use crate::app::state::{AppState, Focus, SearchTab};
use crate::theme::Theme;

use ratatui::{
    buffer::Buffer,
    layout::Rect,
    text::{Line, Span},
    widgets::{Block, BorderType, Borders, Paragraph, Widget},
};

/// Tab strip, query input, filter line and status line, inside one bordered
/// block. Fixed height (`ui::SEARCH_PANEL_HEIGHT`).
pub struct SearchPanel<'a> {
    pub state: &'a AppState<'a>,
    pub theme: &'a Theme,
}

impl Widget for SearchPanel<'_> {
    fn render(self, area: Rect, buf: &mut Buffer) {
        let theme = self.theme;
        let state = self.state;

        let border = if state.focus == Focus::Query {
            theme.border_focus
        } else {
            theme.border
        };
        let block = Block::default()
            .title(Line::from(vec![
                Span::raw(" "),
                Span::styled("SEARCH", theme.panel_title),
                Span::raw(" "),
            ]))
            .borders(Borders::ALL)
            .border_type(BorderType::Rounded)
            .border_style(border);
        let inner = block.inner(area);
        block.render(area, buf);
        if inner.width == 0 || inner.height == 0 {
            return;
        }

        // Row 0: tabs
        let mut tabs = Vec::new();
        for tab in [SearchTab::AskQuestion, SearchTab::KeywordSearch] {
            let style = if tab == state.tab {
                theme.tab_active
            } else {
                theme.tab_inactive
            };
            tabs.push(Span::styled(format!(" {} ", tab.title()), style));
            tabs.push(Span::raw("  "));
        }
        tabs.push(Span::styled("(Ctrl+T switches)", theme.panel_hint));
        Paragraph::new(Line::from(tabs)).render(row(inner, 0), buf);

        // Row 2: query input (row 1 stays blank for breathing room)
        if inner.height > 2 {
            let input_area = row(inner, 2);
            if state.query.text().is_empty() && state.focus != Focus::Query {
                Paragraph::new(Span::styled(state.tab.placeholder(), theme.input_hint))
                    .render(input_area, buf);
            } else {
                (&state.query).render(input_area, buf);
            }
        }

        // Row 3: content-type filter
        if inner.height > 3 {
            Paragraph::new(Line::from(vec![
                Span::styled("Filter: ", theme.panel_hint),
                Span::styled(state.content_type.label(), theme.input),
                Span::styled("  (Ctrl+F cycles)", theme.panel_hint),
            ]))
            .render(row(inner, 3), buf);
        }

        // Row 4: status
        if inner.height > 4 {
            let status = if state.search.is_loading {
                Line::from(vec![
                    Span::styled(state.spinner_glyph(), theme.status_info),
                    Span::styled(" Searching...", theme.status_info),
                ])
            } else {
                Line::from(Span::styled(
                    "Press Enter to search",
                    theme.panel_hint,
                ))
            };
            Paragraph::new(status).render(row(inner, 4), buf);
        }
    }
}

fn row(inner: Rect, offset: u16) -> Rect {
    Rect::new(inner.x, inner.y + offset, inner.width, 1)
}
++++
[Activity] Show each line from the material above where the string "self" can be found.

[Exercise response]
    fn render(self, area: Rect, buf: &mut Buffer) {
        let theme = self.theme;
        let state = self.state;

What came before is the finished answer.